The 1993 24 Hours of Le Mans champion extended his lead slightly and appeared on his way to the podium’s top step until a belt broke, shutting off his power steering.
This rendered the car undrivable and Brabham retreated to his pit with fluid steaming off his hot engine. Ribbs shot into the lead at that point and clearly had the field covered for the remainder of the race.
In the end, it was Ribbs reprising his signature 1980s Trans Am victory dance atop his car’s hood.
“We were having a great duel with Geoff, and I honestly feel for him,” Ribbs said from the podium. “We had the deal here all but closed the last two years and then something always happened. There’s no place like the Speedway. Anytime you win here, it’s a terrific day.”
There was probably no other driver with determination to win the pro-am at IMS than Ribbs. After finishing on the podium at the event inaugural in 2014, he has competed in every other pro-am since, including VIR last September.
Always competitive, he was also unlucky with mechanical problems until today. Dripping from a victory spray of series sponsor Glenora Brut Sparkling Wine on the podium, Ribbs was beaming.

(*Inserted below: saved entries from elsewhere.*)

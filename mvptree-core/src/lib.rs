// SPDX-License-Identifier: AGPL-3.0-or-later
// MVPTree - Fingerprint Similarity Index
// Copyright (C) 2026 Sushanth Reddy Vanagala (https://github.com/sushanthpy)
//
// This program is free software: you can redistribute it and/or modify
// it under the terms of the GNU Affero General Public License as published by
// the Free Software Foundation, either version 3 of the License, or
// (at your option) any later version.
//
// This program is distributed in the hope that it will be useful,
// but WITHOUT ANY WARRANTY; without even the implied warranty of
// MERCHANTABILITY or FITNESS FOR A PARTICULAR PURPOSE. See the
// GNU Affero General Public License for more details.
//
// You should have received a copy of the GNU Affero General Public License
// along with this program. If not, see <https://www.gnu.org/licenses/>.

//! MVPTree Core
//!
//! Shared records and the engine error taxonomy. The actual tree engine
//! lives in `mvptree-index`; this crate carries what every layer needs:
//!
//! - [`Point`]: an opaque `(identifier, payload)` fingerprint record with
//!   its cached vantage-point path.
//! - [`Datatype`]: the payload element width, fixed per tree.
//! - [`MvpError`]: the full engine error taxonomy with I/O and benign-signal
//!   classification.

pub mod error;
pub mod point;

pub use error::{MvpError, Result};
pub use point::{Datatype, Point};
// SPDX-License-Identifier: AGPL-3.0-or-later
// MVPTree - Fingerprint Similarity Index
// Copyright (C) 2026 Sushanth Reddy Vanagala (https://github.com/sushanthpy)
//
// This program is free software: you can redistribute it and/or modify
// it under the terms of the GNU Affero General Public License as published by
// the Free Software Foundation, either version 3 of the License, or
// (at your option) any later version.
//
// This program is distributed in the hope that it will be useful,
// but WITHOUT ANY WARRANTY; without even the implied warranty of
// MERCHANTABILITY or FITNESS FOR A PARTICULAR PURPOSE. See the
// GNU Affero General Public License for more details.
//
// You should have received a copy of the GNU Affero General Public License
// along with this program. If not, see <https://www.gnu.org/licenses/>.

//! Binary persistence for the whole node graph.
//!
//! Layout (all integers little-endian):
//!
//! ```text
//! header:  "MVPTREE\0" | u32 version | u32 branchfactor | u32 pathlength |
//!          u32 leafcap | u8 datatype tag (0 = unset) | u8 metric tag |
//!          u64 root offset (0 = empty) | u64 total file size
//! node:    u8 tag (1 = internal, 2 = leaf)
//!   internal: sv1 | sv2 | m1 (bf-1 f32) | m2 (bf*(bf-1) f32) |
//!             bf^2 u64 child offsets (0 = absent)
//!   leaf:     u8 sv1 present [sv1] | u8 sv2 present [sv2] |
//!             u32 count | count * (point, f32 d1, f32 d2)
//! point:   u32 id len + bytes | u32 payload len + bytes |
//!          u16 path len + path f32s
//! ```
//!
//! Nodes are written post-order so every parent knows its children's
//! absolute offsets; on load this doubles as a cycle guard (a child
//! offset must be strictly below its parent's). Points are stored inline
//! in their owning node, paths included, which is what makes a loaded
//! tree reproduce bit-identical retrieval results.
//!
//! The write path is plain buffered I/O; the read path goes through a
//! read-only memory map. The map is an implementation detail, not part of
//! the format contract.

use std::fs::File;
use std::io::{self, BufWriter, Cursor, Read, Write};
use std::path::Path;

use byteorder::{LittleEndian, ReadBytesExt, WriteBytesExt};
use memmap2::Mmap;
use tracing::debug;

use mvptree_core::{Datatype, MvpError, Point, Result};

use crate::metric::{BitHamming, BitLevenshtein, Metric, MetricKind};
use crate::node::{InternalNode, LeafNode, Node};
use crate::tree::{Tree, TreeConfig};

const MAGIC: &[u8; 8] = b"MVPTREE\0";
const VERSION: u32 = 1;
const HEADER_LEN: usize = 8 + 4 + 4 + 4 + 4 + 1 + 1 + 8 + 8;

const TAG_INTERNAL: u8 = 1;
const TAG_LEAF: u8 = 2;

impl Tree {
    /// Serialize the whole tree to `path`.
    ///
    /// The file is written in place; callers wanting atomic replacement
    /// should save to a temporary path and rename on success.
    pub fn save<P: AsRef<Path>>(&self, path: P) -> Result<()> {
        let mut body = Vec::new();
        let root_offset = match &self.root {
            Some(root) => encode_node(&mut body, root, self.config.branchfactor)
                .map_err(|e| MvpError::NoWrite(e.to_string()))?,
            None => 0,
        };
        let total = (HEADER_LEN + body.len()) as u64;

        let mut header = Vec::with_capacity(HEADER_LEN);
        encode_header(&mut header, self, root_offset, total)
            .map_err(|e| MvpError::NoWrite(e.to_string()))?;

        let file = File::create(path.as_ref()).map_err(|e| MvpError::FileOpen(e.to_string()))?;
        file.set_len(total)
            .map_err(|e| MvpError::FileTruncate(e.to_string()))?;
        let mut writer = BufWriter::new(file);
        writer
            .write_all(&header)
            .and_then(|_| writer.write_all(&body))
            .map_err(|e| MvpError::NoWrite(e.to_string()))?;
        writer
            .flush()
            .and_then(|_| writer.get_ref().sync_all())
            .map_err(|e| MvpError::FileClose(e.to_string()))?;

        debug!(
            path = %path.as_ref().display(),
            bytes = total,
            points = self.count,
            "saved mvp tree"
        );
        Ok(())
    }

    /// Load a tree whose metric is one of the built-ins (the metric tag in
    /// the header says which). Files written with a custom metric need
    /// [`load_with_metric`](Tree::load_with_metric).
    pub fn load<P: AsRef<Path>>(path: P) -> Result<Tree> {
        load_inner(path.as_ref(), None)
    }

    /// Load a tree, supplying the metric. Required for custom metrics,
    /// which cannot be reconstructed from the file; for built-in metric
    /// tags the supplied metric takes precedence over the tag.
    pub fn load_with_metric<P: AsRef<Path>>(path: P, metric: Box<dyn Metric>) -> Result<Tree> {
        load_inner(path.as_ref(), Some(metric))
    }
}

fn encode_header(w: &mut impl Write, tree: &Tree, root_offset: u64, total: u64) -> io::Result<()> {
    w.write_all(MAGIC)?;
    w.write_u32::<LittleEndian>(VERSION)?;
    w.write_u32::<LittleEndian>(tree.config.branchfactor as u32)?;
    w.write_u32::<LittleEndian>(tree.config.pathlength as u32)?;
    w.write_u32::<LittleEndian>(tree.config.leafcap as u32)?;
    w.write_u8(tree.datatype.map(Datatype::tag).unwrap_or(0))?;
    w.write_u8(tree.metric.kind().tag())?;
    w.write_u64::<LittleEndian>(root_offset)?;
    w.write_u64::<LittleEndian>(total)?;
    Ok(())
}

fn encode_point(w: &mut impl Write, point: &Point) -> io::Result<()> {
    w.write_u32::<LittleEndian>(point.id().len() as u32)?;
    w.write_all(point.id())?;
    w.write_u32::<LittleEndian>(point.payload().len() as u32)?;
    w.write_all(point.payload())?;
    w.write_u16::<LittleEndian>(point.path().len() as u16)?;
    for &d in point.path() {
        w.write_f32::<LittleEndian>(d)?;
    }
    Ok(())
}

/// Append a node (children first) and return its absolute offset.
fn encode_node(body: &mut Vec<u8>, node: &Node, branchfactor: usize) -> io::Result<u64> {
    match node {
        Node::Internal(internal) => {
            let mut offsets = Vec::with_capacity(internal.children.len());
            for child in &internal.children {
                match child {
                    Some(child) => offsets.push(encode_node(body, child, branchfactor)?),
                    None => offsets.push(0),
                }
            }
            let offset = (HEADER_LEN + body.len()) as u64;
            body.write_u8(TAG_INTERNAL)?;
            encode_point(body, &internal.sv1)?;
            encode_point(body, &internal.sv2)?;
            for &cut in &internal.m1 {
                body.write_f32::<LittleEndian>(cut)?;
            }
            for &cut in &internal.m2 {
                body.write_f32::<LittleEndian>(cut)?;
            }
            for child_offset in offsets {
                body.write_u64::<LittleEndian>(child_offset)?;
            }
            Ok(offset)
        }
        Node::Leaf(leaf) => {
            let offset = (HEADER_LEN + body.len()) as u64;
            body.write_u8(TAG_LEAF)?;
            for sv in [&leaf.sv1, &leaf.sv2] {
                match sv {
                    Some(point) => {
                        body.write_u8(1)?;
                        encode_point(body, point)?;
                    }
                    None => body.write_u8(0)?,
                }
            }
            body.write_u32::<LittleEndian>(leaf.points.len() as u32)?;
            for (i, point) in leaf.points.iter().enumerate() {
                encode_point(body, point)?;
                body.write_f32::<LittleEndian>(leaf.d1[i])?;
                body.write_f32::<LittleEndian>(leaf.d2[i])?;
            }
            Ok(offset)
        }
    }
}

fn load_inner(path: &Path, metric: Option<Box<dyn Metric>>) -> Result<Tree> {
    if !path.exists() {
        return Err(MvpError::FileNotFound(path.display().to_string()));
    }
    let file = File::open(path).map_err(|e| MvpError::FileOpen(e.to_string()))?;
    let map = unsafe { Mmap::map(&file) }.map_err(|e| MvpError::MemMap(e.to_string()))?;
    let bytes: &[u8] = &map;
    if bytes.len() < HEADER_LEN {
        return Err(MvpError::Unrecognized);
    }

    let mut cursor = Cursor::new(bytes);
    let mut magic = [0u8; 8];
    cursor
        .read_exact(&mut magic)
        .map_err(|_| MvpError::Unrecognized)?;
    if &magic != MAGIC {
        return Err(MvpError::Unrecognized);
    }
    if read_u32(&mut cursor)? != VERSION {
        return Err(MvpError::Unrecognized);
    }
    let config = TreeConfig {
        branchfactor: read_u32(&mut cursor)? as usize,
        pathlength: read_u32(&mut cursor)? as usize,
        leafcap: read_u32(&mut cursor)? as usize,
    };
    config.validate().map_err(|_| MvpError::Unrecognized)?;

    let datatype_tag = read_u8(&mut cursor)?;
    let datatype = if datatype_tag == 0 {
        None
    } else {
        Some(Datatype::from_tag(datatype_tag).ok_or(MvpError::Unrecognized)?)
    };
    let metric_tag = read_u8(&mut cursor)?;
    let metric: Box<dyn Metric> = match MetricKind::from_tag(metric_tag) {
        None => return Err(MvpError::Unrecognized),
        Some(MetricKind::Custom) => metric.ok_or(MvpError::NoDistanceFunc)?,
        Some(MetricKind::BitHamming) => metric.unwrap_or_else(|| Box::new(BitHamming)),
        Some(MetricKind::BitLevenshtein) => metric.unwrap_or_else(|| Box::new(BitLevenshtein)),
    };

    let root_offset = read_u64(&mut cursor)?;
    let total = read_u64(&mut cursor)?;
    if total != bytes.len() as u64 {
        return Err(MvpError::Unrecognized);
    }

    let root = if root_offset == 0 {
        None
    } else {
        if datatype.is_none() {
            // Points on disk but no datatype recorded.
            return Err(MvpError::Unrecognized);
        }
        let node = decode_node(
            bytes,
            root_offset,
            &config,
            datatype.ok_or(MvpError::Unrecognized)?,
            0,
        )?;
        Some(Box::new(node))
    };
    let count = root.as_ref().map(|r| r.point_count()).unwrap_or(0);

    debug!(
        path = %path.display(),
        bytes = bytes.len(),
        points = count,
        "loaded mvp tree"
    );
    Ok(Tree {
        config,
        metric,
        datatype,
        root,
        count,
    })
}

fn decode_node(
    bytes: &[u8],
    offset: u64,
    config: &TreeConfig,
    datatype: Datatype,
    depth: usize,
) -> Result<Node> {
    if offset < HEADER_LEN as u64 || offset >= bytes.len() as u64 {
        return Err(MvpError::Unrecognized);
    }
    let mut cursor = Cursor::new(bytes);
    cursor.set_position(offset);

    let bf = config.branchfactor;
    match read_u8(&mut cursor)? {
        TAG_INTERNAL => {
            // Splitting never places an internal node at or beyond
            // `pathlength` levels, so a deeper chain cannot come from a
            // saved tree; rejecting it here also bounds the recursion.
            if depth >= config.pathlength {
                return Err(MvpError::Unrecognized);
            }
            let sv1 = decode_point(&mut cursor, datatype)?;
            let sv2 = decode_point(&mut cursor, datatype)?;
            let mut m1 = Vec::with_capacity(bf - 1);
            for _ in 0..bf - 1 {
                m1.push(read_f32(&mut cursor)?);
            }
            let mut m2 = Vec::with_capacity(bf * (bf - 1));
            for _ in 0..bf * (bf - 1) {
                m2.push(read_f32(&mut cursor)?);
            }
            let mut children = Vec::with_capacity(bf * bf);
            for _ in 0..bf * bf {
                let child_offset = read_u64(&mut cursor)?;
                if child_offset == 0 {
                    children.push(None);
                } else if child_offset >= offset {
                    // Post-order writing puts children strictly before
                    // their parent; anything else is corruption.
                    return Err(MvpError::Unrecognized);
                } else {
                    children.push(Some(Box::new(decode_node(
                        bytes,
                        child_offset,
                        config,
                        datatype,
                        depth + 1,
                    )?)));
                }
            }
            Ok(Node::Internal(InternalNode {
                sv1,
                sv2,
                m1,
                m2,
                children,
            }))
        }
        TAG_LEAF => {
            let sv1 = decode_optional_point(&mut cursor, datatype)?;
            let sv2 = decode_optional_point(&mut cursor, datatype)?;
            let count = read_u32(&mut cursor)? as usize;
            // A leaf stores at most `leafcap - 1` points beyond its two
            // vantage points; see `LeafNode::try_add`.
            if count >= config.leafcap {
                return Err(MvpError::Unrecognized);
            }
            let mut points = Vec::with_capacity(count);
            let mut d1 = Vec::with_capacity(count);
            let mut d2 = Vec::with_capacity(count);
            for _ in 0..count {
                points.push(decode_point(&mut cursor, datatype)?);
                d1.push(read_f32(&mut cursor)?);
                d2.push(read_f32(&mut cursor)?);
            }
            Ok(Node::Leaf(LeafNode {
                sv1,
                sv2,
                points,
                d1,
                d2,
            }))
        }
        _ => Err(MvpError::Unrecognized),
    }
}

fn decode_optional_point(cursor: &mut Cursor<&[u8]>, datatype: Datatype) -> Result<Option<Point>> {
    match read_u8(cursor)? {
        0 => Ok(None),
        1 => Ok(Some(decode_point(cursor, datatype)?)),
        _ => Err(MvpError::Unrecognized),
    }
}

fn decode_point(cursor: &mut Cursor<&[u8]>, datatype: Datatype) -> Result<Point> {
    let id = read_bytes(cursor)?;
    let payload = read_bytes(cursor)?;
    let path_len = read_u16(cursor)? as usize;
    let mut path = Vec::with_capacity(path_len);
    for _ in 0..path_len {
        path.push(read_f32(cursor)?);
    }
    let mut point =
        Point::with_datatype(id, payload, datatype).map_err(|_| MvpError::Unrecognized)?;
    point.set_path(path);
    Ok(point)
}

fn read_bytes(cursor: &mut Cursor<&[u8]>) -> Result<Vec<u8>> {
    let len = read_u32(cursor)? as usize;
    let remaining = cursor.get_ref().len() as u64 - cursor.position();
    if len as u64 > remaining {
        return Err(MvpError::Unrecognized);
    }
    let mut buf = vec![0u8; len];
    cursor
        .read_exact(&mut buf)
        .map_err(|_| MvpError::Unrecognized)?;
    Ok(buf)
}

fn read_u8(cursor: &mut Cursor<&[u8]>) -> Result<u8> {
    cursor.read_u8().map_err(|_| MvpError::Unrecognized)
}

fn read_u16(cursor: &mut Cursor<&[u8]>) -> Result<u16> {
    cursor
        .read_u16::<LittleEndian>()
        .map_err(|_| MvpError::Unrecognized)
}

fn read_u32(cursor: &mut Cursor<&[u8]>) -> Result<u32> {
    cursor
        .read_u32::<LittleEndian>()
        .map_err(|_| MvpError::Unrecognized)
}

fn read_u64(cursor: &mut Cursor<&[u8]>) -> Result<u64> {
    cursor
        .read_u64::<LittleEndian>()
        .map_err(|_| MvpError::Unrecognized)
}

fn read_f32(cursor: &mut Cursor<&[u8]>) -> Result<f32> {
    cursor
        .read_f32::<LittleEndian>()
        .map_err(|_| MvpError::Unrecognized)
}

NASCAR Cup Series champion Bobby Labonte brought the second Legendary Motor Car entry home second, and was pleased with the result. Gary Klutt, who competes in NASCAR’s Pinty’s Series, was his co-driver.
The two ran the entire race within shouting distance of Ribbs, but couldn’t mount a serious challenge.
“This race was a lot of fun,” Labonte said. “Coming to events like this one and the Goodwood Festival of Speed is pure joy. We definitely want to come back.”
Said had a spirited duel with Mark Dismore in the Hackenson 1967 Mustang for the B Production first-place trophy, their lap times differing by just hundredths of a second. Together with their amateur co-pilots Jim Caudle and Scott Hackenson, they finished one-two in BP and third and fourth overall.
Davy Jones and Shannon Ivey were next with the first Camaro across the line, scoring the final podium spot in BP.
Todd Bodine and Jim Sandberg finished sixth overall and third in AP.
The race was not without incidents. Mike Skinner’s teammate Sam LeComte looped his 1967 Corvette on only the second lap. They recovered nicely to finish seventh. Roberto Guererro spun his1966 Mustang late in the contest, putting him eight laps down.
The biggest incident of the day was a scary crash by Lyn St. James at the head of the front stretch in the waning minutes of the 50-minute timed contest. St. James, who was awake and alert but complaining of neck pain, was taken to Methodist Hospital as a precaution.
She walked to the ambulance.
The final VROC Charity Pro-Am presented by Chopard Watch will take place at Virginia Int’l Raceway on Sept. 21.